Elsewhere, we described a system that translates a discourse plan into a user-adapted hypermedia in HTML. The system is called GeNet and was implemented in C++ under SunOs2. In this paper, we discuss aspects of the system that concern the relationship between the underlying KB structure and the hypermedia structure in more depth. In particular, we examine the following open problems: (i) how much, of the goal/subgoal structure of the discourse plan, should be explicitly reflected into the hypermedia structure; (ii) how much freedom should be left to the user, in navigating in such a structure; (iii) which forms of orientation to the navigation should be provided. In GeNet, we made some specific choices about each of these aspects, which we wanted to verify using an experimental evaluation study. In the next Section, we will outline the algorithm employed in GeNet, then describe the evaluation study with its results (in Section 3) and finally discuss the implications of results on future developments of GeNet (in Section 4).
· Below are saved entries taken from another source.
// LabWired - Firmware Simulation Platform
// Copyright (C) 2026 Andrii Shylenko
//
// This software is released under the MIT License.
// See the LICENSE file in the project root for full license information.

pub mod bcd;
pub mod console;
pub mod firmware;
pub mod matrix;
pub mod tokens;
pub mod vocabulary;

pub use firmware::{Firmware, FirmwareError, Step};
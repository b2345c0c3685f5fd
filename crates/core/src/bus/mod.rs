// LabWired - Firmware Simulation Platform
// Copyright (C) 2026 Andrii Shylenko
//
// This software is released under the MIT License.
// See the LICENSE file in the project root for full license information.

use crate::peripherals::counter::BusCounter;
use crate::peripherals::pio::Pio;
use crate::peripherals::register_file::RegisterFile;
use crate::peripherals::seven_seg::SevenSegment;
use crate::{Peripheral, SimResult, SimulationError};
use sopc_config::{BoardDescriptor, PeripheralConfig};
use std::collections::BTreeMap;

pub struct PeripheralEntry {
    pub name: String,
    pub base: u64,
    pub size: u64,
    pub dev: Box<dyn Peripheral>,
}

impl PeripheralEntry {
    fn contains(&self, addr: u64) -> bool {
        addr >= self.base && addr - self.base < self.size
    }
}

/// Avalon-style system interconnect: decodes addresses onto the peripheral
/// windows described by a board descriptor.
#[derive(Default)]
pub struct SystemBus {
    pub peripherals: Vec<PeripheralEntry>,
}

fn build_peripheral(p_cfg: &PeripheralConfig) -> Option<Box<dyn Peripheral>> {
    let width = p_cfg.option_u64("width").unwrap_or(32) as u8;
    let dev: Box<dyn Peripheral> = match p_cfg.r#type.as_str() {
        "pio_out" => Box::new(Pio::output(width)),
        "pio_in" => {
            let initial = p_cfg.option_u64("inputs").unwrap_or(0) as u32;
            Box::new(Pio::input(width, initial))
        }
        "seven_seg" => Box::new(SevenSegment::new()),
        "counter" => Box::new(BusCounter::new()),
        "register_file" => {
            let words = p_cfg
                .option_u64("words")
                .unwrap_or(p_cfg.registers.len().max(4) as u64);
            Box::new(RegisterFile::new(words as usize))
        }
        other => {
            tracing::warn!(
                "Unsupported peripheral type '{}' for id '{}'; skipping",
                other,
                p_cfg.id
            );
            return None;
        }
    };
    Some(dev)
}

impl SystemBus {
    pub fn new() -> Self {
        Self::default()
    }

    pub fn from_config(board: &BoardDescriptor) -> anyhow::Result<Self> {
        let mut bus = Self::new();

        for p_cfg in &board.peripherals {
            let Some(dev) = build_peripheral(p_cfg) else {
                continue;
            };
            let size = p_cfg.window_size()?;
            tracing::debug!(
                "Mapped {} ({}) at {:#010x}..{:#010x}",
                p_cfg.id,
                p_cfg.r#type,
                p_cfg.base_address,
                p_cfg.base_address.saturating_add(size)
            );
            bus.add_peripheral(&p_cfg.id, p_cfg.base_address, size, dev);
        }

        tracing::info!(
            "Board '{}': {} peripherals mapped",
            board.name,
            bus.peripherals.len()
        );
        Ok(bus)
    }

    pub fn add_peripheral(&mut self, name: &str, base: u64, size: u64, dev: Box<dyn Peripheral>) {
        self.peripherals.push(PeripheralEntry {
            name: name.to_string(),
            base,
            size,
            dev,
        });
    }

    pub fn peripheral(&self, name: &str) -> Option<&dyn Peripheral> {
        self.peripherals
            .iter()
            .find(|p| p.name == name)
            .map(|p| p.dev.as_ref())
    }

    /// Typed view of a named peripheral, if it has the requested model.
    pub fn peripheral_as<T: 'static>(&self, name: &str) -> Option<&T> {
        self.peripheral(name)?.as_any()?.downcast_ref::<T>()
    }

    /// Drive the pins of an input PIO, as flipping the board switches would.
    pub fn set_pio_input(&mut self, name: &str, value: u32) -> bool {
        for p in &mut self.peripherals {
            if p.name != name {
                continue;
            }
            let Some(any) = p.dev.as_any_mut() else {
                continue;
            };
            let Some(pio) = any.downcast_mut::<Pio>() else {
                continue;
            };
            pio.set_input(value);
            return true;
        }
        false
    }

    pub fn peek_peripheral(&self, name: &str) -> Option<serde_json::Value> {
        self.peripheral(name).map(|p| p.snapshot())
    }

    /// State of every peripheral, keyed by name.
    pub fn snapshot(&self) -> BTreeMap<String, serde_json::Value> {
        self.peripherals
            .iter()
            .map(|p| (p.name.clone(), p.dev.snapshot()))
            .collect()
    }

    fn decode(&self, addr: u64) -> Option<&PeripheralEntry> {
        self.peripherals
            .iter()
            .find(|p| p.contains(addr))
    }
}

impl crate::Bus for SystemBus {
    fn read_u8(&self, addr: u64) -> SimResult<u8> {
        match self.decode(addr) {
            Some(p) => p.dev.read(addr - p.base),
            None => Err(SimulationError::MemoryViolation(addr)),
        }
    }

    fn write_u8(&mut self, addr: u64, value: u8) -> SimResult<()> {
        for p in &mut self.peripherals {
            if p.contains(addr) {
                return p.dev.write(addr - p.base, value);
            }
        }
        Err(SimulationError::MemoryViolation(addr))
    }

    fn tick_peripherals(&mut self, cycles: u64) {
        for p in &mut self.peripherals {
            p.dev.tick(cycles);
        }
    }
}
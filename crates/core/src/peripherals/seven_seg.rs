// LabWired - Firmware Simulation Platform
// Copyright (C) 2026 Andrii Shylenko
//
// This software is released under the MIT License.
// See the LICENSE file in the project root for full license information.

use super::{byte_lane, merge_byte_lane};
use crate::SimResult;

/// Segment patterns (bit 0 = a ... bit 6 = g, active high) for nibbles 0-F.
const GLYPHS: [u8; 16] = [
    0x3F, 0x06, 0x5B, 0x4F, 0x66, 0x6D, 0x7D, 0x07, // 0-7
    0x7F, 0x6F, 0x77, 0x7C, 0x39, 0x5E, 0x79, 0x71, // 8-F
];

/// Four-digit BCD-to-seven-segment display. Register 0 holds one nibble per
/// digit, units in bits 3:0.
#[derive(Debug, Default, serde::Serialize)]
pub struct SevenSegment {
    bcd: u32,
}

impl SevenSegment {
    pub fn new() -> Self {
        Self::default()
    }

    pub fn bcd(&self) -> u32 {
        self.bcd
    }

    /// Digit nibbles, thousands first.
    pub fn digits(&self) -> [u8; 4] {
        [
            ((self.bcd >> 12) & 0xF) as u8,
            ((self.bcd >> 8) & 0xF) as u8,
            ((self.bcd >> 4) & 0xF) as u8,
            (self.bcd & 0xF) as u8,
        ]
    }

    /// Segment patterns driven onto the four digits, thousands first.
    pub fn segments(&self) -> [u8; 4] {
        self.digits().map(|d| GLYPHS[d as usize])
    }

    /// What a person reading the display would see.
    pub fn text(&self) -> String {
        self.digits()
            .iter()
            .map(|d| char::from_digit(*d as u32, 16).unwrap_or('?').to_ascii_uppercase())
            .collect()
    }
}

impl crate::Peripheral for SevenSegment {
    fn read(&self, offset: u64) -> SimResult<u8> {
        let val = if offset & !3 == 0 { self.bcd } else { 0 };
        Ok(byte_lane(val, offset))
    }

    fn write(&mut self, offset: u64, value: u8) -> SimResult<()> {
        if offset & !3 == 0 {
            self.bcd = merge_byte_lane(self.bcd, offset, value) & 0xFFFF;
        }
        Ok(())
    }

    fn as_any(&self) -> Option<&dyn std::any::Any> {
        Some(self)
    }

    fn as_any_mut(&mut self) -> Option<&mut dyn std::any::Any> {
        Some(self)
    }

    fn snapshot(&self) -> serde_json::Value {
        serde_json::json!({
            "bcd": self.bcd,
            "text": self.text(),
            "segments": self.segments(),
        })
    }
}

#[cfg(test)]
mod tests {
    use super::SevenSegment;
    use crate::Peripheral;

    #[test]
    fn test_display_renders_digits() {
        let mut seg = SevenSegment::new();
        seg.write(0x00, 0x34).unwrap();
        seg.write(0x01, 0x12).unwrap();
        assert_eq!(seg.bcd(), 0x1234);
        assert_eq!(seg.text(), "1234");
        assert_eq!(seg.segments(), [0x06, 0x5B, 0x4F, 0x66]);
    }

    #[test]
    fn test_upper_half_word_is_dropped() {
        let mut seg = SevenSegment::new();
        seg.write(0x02, 0xFF).unwrap();
        assert_eq!(seg.bcd(), 0);
        assert_eq!(seg.text(), "0000");
    }

    #[test]
    fn test_non_decimal_nibbles_show_hex() {
        let mut seg = SevenSegment::new();
        seg.write(0x00, 0xAF).unwrap();
        assert_eq!(seg.text(), "00AF");
    }
}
2. Outline of GeNet Let us call Dplan the source discourse plan, and Hypm the page-oriented hypermedia document that GeNet generates from Dplan. The particular Dplan that we employ is produced by a hierarchical planning and is represented as a hierarchy of node-objects to which the following elements are attached: Dplan:= •

discourse goal-subgoal Go (goal structure)



rhetorical relations (RR) among children nodes (rhetorical structure)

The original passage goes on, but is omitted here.